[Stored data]
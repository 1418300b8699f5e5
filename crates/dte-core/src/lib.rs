//! # dte-core: Pure Business Logic for Electronic Tax Documents
//!
//! Document model, assembly and validation. No I/O lives here.
//!
//! ## Architecture Position
//! ```text
//! ┌─────────────────────────────────────────────────────────────────────────┐
//! │                        DTE Issuance Pipeline                            │
//! │                                                                         │
//! │  ┌─────────────────────────────────────────────────────────────────┐   │
//! │  │              dte-transmit (service, breaker, contingency)        │   │
//! │  └─────────────────────────────┬───────────────────────────────────┘   │
//! │                                │                                        │
//! │  ┌─────────────────────────────▼───────────────────────────────────┐   │
//! │  │               ★ dte-core (THIS CRATE) ★                         │   │
//! │  │                                                                 │   │
//! │  │   ┌───────────┐  ┌───────────┐  ┌───────────┐  ┌───────────┐  │   │
//! │  │   │   types   │  │ assembler │  │  control  │  │ validation│  │   │
//! │  │   │ Document  │  │ Document  │  │  number   │  │   rules   │  │   │
//! │  │   │  Item     │  │  Builder  │  │  codec    │  │ validator │  │   │
//! │  │   └───────────┘  └───────────┘  └───────────┘  └───────────┘  │   │
//! │  │                                                                 │   │
//! │  │   NO I/O • NO DATABASE • NO NETWORK • INJECTED CLOCK           │   │
//! │  └─────────────────────────────────────────────────────────────────┘   │
//! │                                │                                        │
//! │  ┌─────────────────────────────▼───────────────────────────────────┐   │
//! │  │                 dte-db (sequences, documents, queue)            │   │
//! │  └─────────────────────────────────────────────────────────────────┘   │
//! └─────────────────────────────────────────────────────────────────────────┘
//! ```
//!
//! ## Modules
//!
//! - [`types`] - Document, items, summary and catalogs
//! - [`decimal`] - Tolerant comparison (0.01) and cent rounding
//! - [`tax`] - Tax catalog and formulas
//! - [`control_number`] - `DTE-TT-EEEEPPPP-NNNNNNNNNNNNNNN` codec
//! - [`assembler`] - Raw input to canonical document
//! - [`validation`] - Rule set per document type
//! - [`clock`] - Time source
//! - [`error`] - Error codes and domain errors
//!
//! ## Example Usage
//!
//! ```rust
//! use dte_core::decimal::equal_with_tolerance;
//! use rust_decimal_macros::dec;
//!
//! // Totals are compared with a one-cent tolerance
//! assert!(equal_with_tolerance(dec!(369.00), dec!(369.01)));
//! ```

// =============================================================================
// Module Declarations
// =============================================================================

pub mod assembler;
pub mod clock;
pub mod control_number;
pub mod decimal;
pub mod error;
pub mod tax;
pub mod types;
pub mod validation;

// =============================================================================
// Re-exports for Convenience
// =============================================================================

pub use assembler::{
    DocumentBuilder, DocumentInput, ItemInput, RelatedDocumentInput, SummaryInput,
};
pub use clock::{Clock, ManualClock, SystemClock};
pub use control_number::ControlNumber;
pub use error::{
    CodeRenderer, CoreError, CoreResult, ErrorCode, MessageRenderer, ValidationError,
    ValidationErrors,
};
pub use types::*;
pub use validation::{validate_document, DocumentValidator, Rule};
//! # Tax Catalog
//!
//! Tax codes the validation engine knows how to recompute.
//!
//! ## Formulas
//! ```text
//! ┌─────────────────────────────────────────────────────────────────────────┐
//! │  Percentage taxes                                                      │
//! │    value = (taxed base − applicable discount) × rate                   │
//! │    base  = Σ taxed sale of items carrying the code                     │
//! │    discount = taxed discount × base / total taxed                      │
//! │                                                                         │
//! │  Per-unit taxes                                                        │
//! │    value = fee × Σ quantity of items carrying the code                 │
//! │                                                                         │
//! │  Unvalidated ("other special rates")                                   │
//! │    accepted as declared                                                │
//! └─────────────────────────────────────────────────────────────────────────┘
//! ```

use rust_decimal::Decimal;
use rust_decimal_macros::dec;

/// Value-added tax, the only tax a tax-line item may carry.
pub const VAT_CODE: &str = "20";

/// VAT rate.
pub const VAT_RATE: Decimal = dec!(0.13);

/// VAT perception rate applied to the taxed base.
pub const VAT_PERCEPTION_RATE: Decimal = dec!(0.01);

/// VAT retention rate on withholding receipts.
pub const VAT_RETENTION_RATE: Decimal = dec!(0.01);

/// How a tax value is derived.
#[derive(Debug, Clone, Copy, PartialEq, Eq)]
pub enum TaxKind {
    /// Rate applied to the taxed base net of discount.
    Percentage(Decimal),
    /// Fixed fee per unit (or gallon) of quantity.
    PerUnit(Decimal),
    /// Declared value is accepted without recomputation.
    Unvalidated,
}

/// A catalog entry.
#[derive(Debug, Clone, Copy, PartialEq, Eq)]
pub struct TaxDefinition {
    pub code: &'static str,
    pub description: &'static str,
    pub kind: TaxKind,
}

/// Known tax codes.
pub static CATALOG: &[TaxDefinition] = &[
    TaxDefinition {
        code: VAT_CODE,
        description: "Impuesto al Valor Agregado 13%",
        kind: TaxKind::Percentage(VAT_RATE),
    },
    TaxDefinition {
        code: "C3",
        description: "Impuesto al Valor Agregado (exportaciones) 0%",
        kind: TaxKind::Percentage(Decimal::ZERO),
    },
    TaxDefinition {
        code: "59",
        description: "Turismo: por alojamiento (5%)",
        kind: TaxKind::Percentage(dec!(0.05)),
    },
    TaxDefinition {
        code: "71",
        description: "Turismo: salida del país por vía aérea $7.00",
        kind: TaxKind::PerUnit(dec!(7.00)),
    },
    TaxDefinition {
        code: "D1",
        description: "FOVIAL ($0.20 Ctvs. por galón)",
        kind: TaxKind::PerUnit(dec!(0.20)),
    },
    TaxDefinition {
        code: "C8",
        description: "COTRANS ($0.10 Ctvs. por galón)",
        kind: TaxKind::PerUnit(dec!(0.10)),
    },
    TaxDefinition {
        code: "D4",
        description: "Otros impuestos casos especiales",
        kind: TaxKind::Unvalidated,
    },
    TaxDefinition {
        code: "D5",
        description: "Otras tasas casos especiales",
        kind: TaxKind::Unvalidated,
    },
];

/// Looks up a tax code.
pub fn lookup(code: &str) -> Option<&'static TaxDefinition> {
    CATALOG.iter().find(|t| t.code == code)
}

impl TaxDefinition {
    /// Returns true if this code is accepted without recomputation.
    pub fn is_unvalidated(&self) -> bool {
        matches!(self.kind, TaxKind::Unvalidated)
    }

    /// Expected value for this tax, before rounding.
    ///
    /// ## Arguments
    /// * `base` - Σ taxed sale of the items carrying the code
    /// * `discount` - Share of the taxed discount applicable to `base`
    /// * `quantity` - Σ quantity of the items carrying the code
    ///
    /// ## Returns
    /// `None` for unvalidated codes and when the computation overflows.
    pub fn expected_value(&self, base: Decimal, discount: Decimal, quantity: Decimal) -> Option<Decimal> {
        match self.kind {
            TaxKind::Percentage(rate) => base.checked_sub(discount)?.checked_mul(rate),
            TaxKind::PerUnit(fee) => fee.checked_mul(quantity),
            TaxKind::Unvalidated => None,
        }
    }
}

/// Share of the document-level taxed discount that applies to `base`.
///
/// When every taxed item carries the code this is the whole discount.
/// `None` on overflow.
pub fn prorated_discount(
    taxed_discount: Decimal,
    base: Decimal,
    total_taxed: Decimal,
) -> Option<Decimal> {
    if total_taxed.is_zero() || base >= total_taxed {
        Some(taxed_discount)
    } else {
        taxed_discount.checked_mul(base)?.checked_div(total_taxed)
    }
}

- **Exercise objective**:
In how many lines above does the word "recomputation" appear? Answer with only the number.

- **Answer space**:
2